I tried to find the most positive reviewers on IFDB

bkirwi · October 8, 2024, 4:35am

Neat! I don’t know much about the database schema etc., but if you’re hitting some specific issue I may be able to help.

mathbrush · October 8, 2024, 4:46am

I’m using the ifdb backup from the ifarchive. It says what version of MariaDB it was made with, and I just downloaded that version.

We have a table ‘reviews’ that contains columns userid, rating (a number from 1 to 5 or NULL), and gameid.

We have a table ‘games’ that contains columns id and title.

We have a table ‘users’ that contains columns name and id.

There are other columns, of course.

What I’d like to do is to take the average of each game, then subtract the it from the player’s score to find the deviation from standard, and then add that up to get the player’s net overpositivity or overnegativity.

I can SELECT AVG(reviews.rating) OVER (partition by reviews.gameid) as avgrating to get the average rating for a game added to each review row. I’d then like to find AVG(reviews.rating-avgrating) grouped by userid.

The trouble is, I don’t know how to create a new column from one table and use it in the same command set. I could create a new table that’s the same as the old one but with one more column, or just add one more column to reviews, and then do the sort, but I don’t know how to do that either. I’ve done a lot of messing around with SQL but creating new tables isn’t one thing I’ve done.

dfabulich · October 8, 2024, 5:08am

If you want to fool around with it yourself, the quickest way to do it is with Github Codespaces.

Once you’ve set up the Codespace, you can use the phpMyAdmin GUI to query the database, or ./query-docker.sh to use the MariaDB CLI.

dfabulich · October 8, 2024, 5:30am

re: creating tables, when I want to create a table, I generally like to look at examples.

After you ./prepare-dev-environment.sh, you can open the initdb/00-init.sql file to see all the tables we create and all the data we’re inserting. (Except a few extras are in sql/patch-schema.sql, restoring tables containing private data that we scrubbed before uploading to the IF Archive.)

Note that 00-init.sql file is 90MB long because it contains all the data as well as the table creation lines, so, when I just want to skim the table definitions, I like to do this on the Terminal:

grep -v "^INSERT INTO" initdb/00-init.sql > schema.sql

That gives me a short and sweet schema.sql file, easily skimmed, with a bunch of examples of creating tables.

Once you create a table to your liking, you can populate it like this:

INSERT INTO briantable SELECT blah FROM blahblah;

I’d also like to call your attention to the gameRatingsSandbox0_mv table.

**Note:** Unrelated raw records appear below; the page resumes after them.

use storage::StorageError;
use thiserror::Error;

#[derive(Debug, Error)]
pub enum IndexError {
    #[error("index {index}: {operation} is not supported")]
    Unsupported {
        index: String,
        operation: &'static str,
    },
    #[error("invalid index configuration: {0}")]
    Configuration(String),
    #[error("index {index}: key of {size} bytes exceeds the {limit} byte limit")]
    KeyTooLarge {
        index: String,
        size: usize,
        limit: usize,
    },
    #[error("search key mismatch: {0}")]
    KeyMismatch(String),
    #[error("io error: {0}")]
    Io(#[from] std::io::Error),
    #[error("config parse error: {0}")]
    Json(#[from] serde_json::Error),
    #[error("storage error: {0}")]
    Storage(#[from] StorageError),
}

pub type IndexResult<T> = Result<T, IndexError>;
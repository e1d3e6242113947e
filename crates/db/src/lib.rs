pub mod error;
pub mod fixture;
pub mod printer;
pub mod table;

pub use error::{TableError, TableResult};
pub use table::PersistentTable;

It’s a materialized view (“mv”), a cached copy of the data in the gameRatingsSandbox0 view, which computes a bunch of game-ratings statistics for every game.

MariaDB [ifdb]> select * from gameRatingsSandbox0_mv where gameid='aearuuxv83plclpl' \G
*************************** 1. row ***************************
          gameid: aearuuxv83plclpl
          rated1: 4
          rated2: 0
          rated3: 6
          rated4: 34
          rated5: 201
 numRatingsInAvg: 245
 numRatingsTotal: 245
numMemberReviews: 23
       avgRating: 4.7469
    stdDevRating: 0.658725436227564
        starsort: 4.636534249345067
1 row in set (0.010 sec)

You may find the starsort column more useful than the Bayesian estimator you’ve been using.

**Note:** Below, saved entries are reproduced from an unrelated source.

#![allow(dead_code)]

use std::sync::Arc;

use index::{IndexConfig, IndexFactory, IndexScheme, IndexType, TableIndex};
use rand::distributions::Alphanumeric;
use rand::rngs::StdRng;
use rand::{Rng, SeedableRng};
use storage::{ColumnDef, ColumnType, RowStore, Tuple, TupleSchema, Value};

pub const NUM_OF_TUPLES: i64 = 1000;
pub const SEED: u64 = 1234;

// Mirrors `db::fixture`; the two layouts must stay identical.
pub const STRING_WIDTH: usize = 30;
pub const TUPLE_LENGTH: usize = 83;

pub fn init_logging() {
    let _ = env_logger::builder().is_test(true).try_init();
}

/// smallint, tinyint, integer, bigint, bigint, varchar(30), varchar(30)
pub fn fixture_schema() -> Arc<TupleSchema> {
    let schema = TupleSchema::new(vec![
        ColumnDef::new("c0", ColumnType::SmallInt),
        ColumnDef::new("c1", ColumnType::TinyInt),
        ColumnDef::new("c2", ColumnType::Integer),
        ColumnDef::new("c3", ColumnType::BigInt),
        ColumnDef::new("c4", ColumnType::BigInt),
        ColumnDef::new("c5", ColumnType::Varchar(STRING_WIDTH)),
        ColumnDef::new("c6", ColumnType::Varchar(STRING_WIDTH)),
    ])
    .expect("fixture schema");
    Arc::new(schema)
}

pub fn random_string(rng: &mut StdRng, max_len: usize) -> String {
    let len = rng.gen_range(1..=max_len);
    rng.sample_iter(&Alphanumeric)
        .take(len)
        .map(char::from)
        .collect()
}

pub fn fixture_values(i: i64, rng: &mut StdRng) -> Vec<Value> {
    vec![
        Value::Integer(i),
        Value::Integer(i % 100),
        Value::Integer(i % 3),
        Value::Integer(i * 11),
        Value::Integer(i + 20),
        Value::String(random_string(rng, STRING_WIDTH - 1)),
        Value::String(random_string(rng, STRING_WIDTH - 1)),
    ]
}

/// Stores rows i = 1..=NUM_OF_TUPLES and returns them with their addresses.
pub fn populate(rows: &RowStore) -> Vec<Tuple> {
    let mut rng = StdRng::seed_from_u64(SEED);
    (1..=NUM_OF_TUPLES)
        .map(|i| rows.insert(&fixture_values(i, &mut rng)).expect("insert row"))
        .collect()
}

pub fn scheme(
    rows: &RowStore,
    name: &str,
    index_type: IndexType,
    columns: &[usize],
    unique: bool,
    ints_only: bool,
) -> IndexScheme {
    IndexScheme::new(
        name,
        index_type,
        columns.to_vec(),
        unique,
        ints_only,
        rows.schema().clone(),
    )
}

pub fn build(
    rows: &RowStore,
    name: &str,
    index_type: IndexType,
    columns: &[usize],
    unique: bool,
    ints_only: bool,
) -> Box<dyn TableIndex> {
    IndexFactory::new(IndexConfig::default())
        .create(
            scheme(rows, name, index_type, columns, unique, ints_only),
            rows.clone(),
        )
        .expect("create index")
}

/// The primary key used throughout: (c0, c1), unique, integer-only tree.
pub fn primary_key(rows: &RowStore) -> Box<dyn TableIndex> {
    build(rows, "pkey", IndexType::BalancedTree, &[0, 1], true, true)
}

pub fn fill(index: &mut dyn TableIndex, tuples: &[Tuple]) {
    for tuple in tuples {
        assert!(index.add_entry(tuple), "add_entry failed for {}", tuple);
    }
}

pub fn int_at(tuple: &Tuple, column: usize) -> i64 {
    match tuple.get(column) {
        Some(Value::Integer(v)) => v,
        other => panic!("column {} is not an integer: {:?}", column, other),
    }
}

pub fn key_of(tuple: &Tuple, columns: &[usize]) -> Vec<Value> {
    columns
        .iter()
        .map(|&c| tuple.get(c).expect("key column"))
        .collect()
}

pub fn drain(index: &mut dyn TableIndex) -> Vec<Tuple> {
    std::iter::from_fn(|| index.next_value()).collect()
}

pub fn drain_at_key(index: &mut dyn TableIndex) -> Vec<Tuple> {
    std::iter::from_fn(|| index.next_value_at_key()).collect()
}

I think you might especially benefit from reviewing the definition of the gameRatingsSandbox0 view in sql/patch-schema.sql. It’s a very complicated SQL query, with three layers of subselects. (My advice to understand it: run it yourself, inside out. First run the innermost subselect, perhaps adding an extra WHERE gameid='whatever' so you’re just looking at one game. Then run the next layer of subselect, to see those results, then the next layer, and then the next layer.)

I mention it because you might be able to get away without using temporary tables if you use subselects instead. (But temporary tables might be simpler anyway.)